Есть еще интересные исследования работы парламентов скандинавских стран, где тоже действуют квоты. Качество юридических документов, законов, которые выпускают парламент с большим числом женщин, оказалось выше. Это довольно легко можно оценить: сколько требуется доработок законопроекта, сколько требуется нормативно-правовых актов для того, чтобы закон начал нормально работать после вступления в силу. 

— Но есть и негативные примеры. Например, в Аргентине тоже ввели квоты для женщин — и мужчины стали приводить на эти места своих любовниц. Никаких плюсов от этого политическая система Аргентины, естественно, не получила.

— Безусловно. Квоты способны дать положительные результаты не в любой среде. В данном случае честные выборы являются необходимым условием. Введение квот должно обязательно сопровождаться ограничениями или даже изменением институтов, для которых они предназначены. 

— Сколько государству будет стоит введение квот? Сколько пришлось бы вложить, например, России? 

— Сами по себе квоты государству ничего не будут стоить. А экономика в целом только выигрывает. Кстати говоря, бизнес это понимает. Мы видим, как крупные компании создают внутри себя специальные комиссии для обеспечения равных карьерных возможностей. Почему? Потому что есть дефицит талантов. А исследования показывают, что талантливые люди равным образом распределены между женщинами и мужчинами. 

— Есть ощущение, что по сравнению с советским временем работающих женщин в России стало меньше. Это так? 

— В целом ситуация действительно ухудшилась. В Советском Союзе женщина обязана была работать. Когда это требование ушло, многие выбрали остаться дома с детьми. Среди моих однокурсниц, закончивших физфак МГУ, были такие. Возможно, это такой ответ на систему жестких требований, которая существовала раньше. 

— Попробую выступить адвокатом дьявола. Не является ли это доказательством того, что для женщины быть дома с детьми — естественное занятие?

— Мотив материнства имеет место. Абсолютного равенства по всем параметрам достичь, возможно, не получится. Равными должны быть возможности. 

— А изначально возможности разве равные? Чисто физиологически? Я — провокатор. Заранее прошу относиться к этому как к провокации. Есть менструальный цикл, который делает половину женщин недееспособными на три дня каждый месяц...

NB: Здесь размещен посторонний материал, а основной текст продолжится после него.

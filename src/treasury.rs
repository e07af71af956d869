use std::sync::Arc;

use futures_util::future::join_all;
use solana_sdk::hash::Hash;
use solana_sdk::instruction::Instruction;
use solana_sdk::message::{v0::Message as V0Message, VersionedMessage};
use solana_sdk::pubkey::Pubkey;
use solana_sdk::signature::Keypair;
use solana_sdk::system_instruction;
use solana_sdk::transaction::VersionedTransaction;
use tracing::{info, warn};

use crate::coordinator::types::WalletResult;
use crate::error::{AppError, Result};
use crate::rpc::ChainRpc;
use crate::utils::sol_to_lamports;
use crate::wallet::{WalletPool, WalletSnapshot};

/// SOL and token housekeeping across the pool: fund the swarm from the
/// primary wallet, sweep it back, gather token dust.
pub struct Treasury {
    pool: Arc<WalletPool>,
    chain: Arc<dyn ChainRpc>,
}

impl Treasury {
    pub fn new(pool: Arc<WalletPool>, chain: Arc<dyn ChainRpc>) -> Self {
        Self { pool, chain }
    }

    /// Send `sol_each` from the primary wallet to every other enabled
    /// wallet (or the named subset).
    pub async fn distribute_sol(
        &self,
        sol_each: f64,
        wallet_ids: Option<Vec<String>>,
    ) -> Result<Vec<WalletResult>> {
        if sol_each <= 0.0 {
            return Err(AppError::Config("distribution amount must be positive".into()));
        }

        let primary = self.pool.primary();
        let recipients = self.non_primary(wallet_ids);
        let lamports = sol_to_lamports(sol_each);
        let blockhash = self.chain.latest_blockhash().await?;

        info!(
            "distributing {} SOL from {} to {} wallets",
            sol_each,
            primary.id,
            recipients.len()
        );

        let sends = recipients.into_iter().map(|wallet| {
            let primary = primary.clone();
            async move {
                let transfer =
                    system_instruction::transfer(&primary.address, &wallet.address, lamports);
                self.send_simple(&primary.keypair, &primary.address, vec![transfer], blockhash, &wallet)
                    .await
            }
        });

        Ok(join_all(sends).await)
    }

    /// Sweep each wallet's SOL above `reserve_sol` back to the primary.
    pub async fn consolidate_sol(&self, reserve_sol: f64) -> Result<Vec<WalletResult>> {
        self.pool.refresh_balances().await?;

        let primary = self.pool.primary();
        let sources = self.non_primary(None);
        let blockhash = self.chain.latest_blockhash().await?;

        let sends = sources.into_iter().filter_map(|wallet| {
            let surplus = wallet.sol_balance - reserve_sol;
            if surplus <= 0.0 {
                return None;
            }
            let lamports = sol_to_lamports(surplus);
            let primary_address = primary.address;

            Some(async move {
                let transfer =
                    system_instruction::transfer(&wallet.address, &primary_address, lamports);
                self.send_simple(
                    &wallet.keypair,
                    &wallet.address,
                    vec![transfer],
                    blockhash,
                    &wallet,
                )
                .await
            })
        });

        Ok(join_all(sends).await)
    }

    /// Move every wallet's holding of `mint` into the primary wallet's
    /// token account, creating it if needed.
    pub async fn consolidate_tokens(&self, mint: &str) -> Result<Vec<WalletResult>> {
        let mint_key: Pubkey = mint
            .parse()
            .map_err(|e| AppError::Parse(format!("mint {}: {}", mint, e)))?;

        let view = self.pool.refresh_positions(mint).await?;
        if view.total == 0 {
            return Ok(Vec::new());
        }

        let primary = self.pool.primary();
        let primary_ata =
            spl_associated_token_account::get_associated_token_address(&primary.address, &mint_key);
        let blockhash = self.chain.latest_blockhash().await?;

        let sources: Vec<WalletSnapshot> = self
            .non_primary(None)
            .into_iter()
            .filter(|w| view.by_wallet.get(&w.id).copied().unwrap_or(0) > 0)
            .collect();

        let sends = sources.into_iter().map(|wallet| {
            let amount = view.by_wallet[&wallet.id];
            let primary_address = primary.address;

            async move {
                let source_ata = spl_associated_token_account::get_associated_token_address(
                    &wallet.address,
                    &mint_key,
                );
                let create_dest =
                    spl_associated_token_account::instruction::create_associated_token_account_idempotent(
                        &wallet.address,
                        &primary_address,
                        &mint_key,
                        &spl_token::id(),
                    );
                let transfer = match spl_token::instruction::transfer(
                    &spl_token::id(),
                    &source_ata,
                    &primary_ata,
                    &wallet.address,
                    &[],
                    amount,
                ) {
                    Ok(ix) => ix,
                    Err(e) => {
                        return WalletResult::failed(
                            &wallet.id,
                            wallet.address.to_string(),
                            format!("transfer instruction: {}", e),
                        )
                    }
                };

                self.send_simple(
                    &wallet.keypair,
                    &wallet.address,
                    vec![create_dest, transfer],
                    blockhash,
                    &wallet,
                )
                .await
            }
        });

        Ok(join_all(sends).await)
    }

    fn non_primary(&self, wallet_ids: Option<Vec<String>>) -> Vec<WalletSnapshot> {
        let primary_id = self.pool.primary().id;
        self.pool
            .enabled()
            .into_iter()
            .filter(|w| w.id != primary_id)
            .filter(|w| {
                wallet_ids
                    .as_ref()
                    .map(|ids| ids.contains(&w.id))
                    .unwrap_or(true)
            })
            .collect()
    }

    async fn send_simple(
        &self,
        signer: &Keypair,
        payer: &Pubkey,
        instructions: Vec<Instruction>,
        blockhash: Hash,
        wallet: &WalletSnapshot,
    ) -> WalletResult {
        let message = match V0Message::try_compile(payer, &instructions, &[], blockhash) {
            Ok(m) => VersionedMessage::V0(m),
            Err(e) => {
                return WalletResult::failed(&wallet.id, wallet.address.to_string(), e.to_string())
            }
        };
        let tx = match VersionedTransaction::try_new(message, &[signer]) {
            Ok(tx) => tx,
            Err(e) => {
                return WalletResult::failed(&wallet.id, wallet.address.to_string(), e.to_string())
            }
        };

        match self.chain.send_transaction(&tx).await {
            Ok(signature) => {
                WalletResult::ok(&wallet.id, wallet.address.to_string(), Some(signature), None, None)
            }
            Err(e) => {
                warn!("treasury transfer failed for {}: {}", wallet.id, e);
                WalletResult::failed(&wallet.id, wallet.address.to_string(), e.to_string())
            }
        }
    }
}
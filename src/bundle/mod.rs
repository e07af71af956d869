pub mod client;

pub use client::{tip_transaction, BundleSubmitter, JitoBundleClient};
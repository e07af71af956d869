use anyhow::Context as _;
use tracing::info;
use tracing_subscriber::EnvFilter;

use swarm_trader::config::Config;
use swarm_trader::context::AppContext;

#[tokio::main]
async fn main() -> anyhow::Result<()> {
    let config = Config::load().context("loading configuration")?;

    tracing_subscriber::fmt()
        .with_env_filter(
            EnvFilter::try_from_default_env()
                .unwrap_or_else(|_| EnvFilter::new(config.log_level.clone())),
        )
        .init();

    info!(
        "starting swarm-trader: {} wallets, rpc {}",
        config.wallet_keys.len(),
        config.rpc_url
    );

    let ctx = AppContext::build(config).context("building context")?;
    AppContext::set_default(ctx.clone());

    ctx.refresh_balances().await.context("initial balance refresh")?;
    ctx.start();

    tokio::signal::ctrl_c().await.context("waiting for shutdown signal")?;
    info!("shutdown requested");
    ctx.destroy();

    Ok(())
}
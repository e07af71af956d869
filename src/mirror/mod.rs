pub mod cache;
pub mod decoder;
pub mod engine;
pub mod types;

pub use engine::MirrorEngine;
pub use types::{DetectedTrade, MirrorConfig, MirrorStats, MirrorTarget, SkipReason};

— Во-первых, есть медицина, которая эту проблему решает… 

— Нет. 

— Гибкий график эту проблему тоже, наверное, может решить. Гендерный баланс — это не обязательно 50/50. Но очевидно, что физиологией, этими тремя днями в месяц мы не можем объяснить то, что доля женщин в ВВП — всего 36%. А для женщин, которые на пике карьеры упираются в стеклянный потолок, проблема критических дней уже в принципе не так актуальна.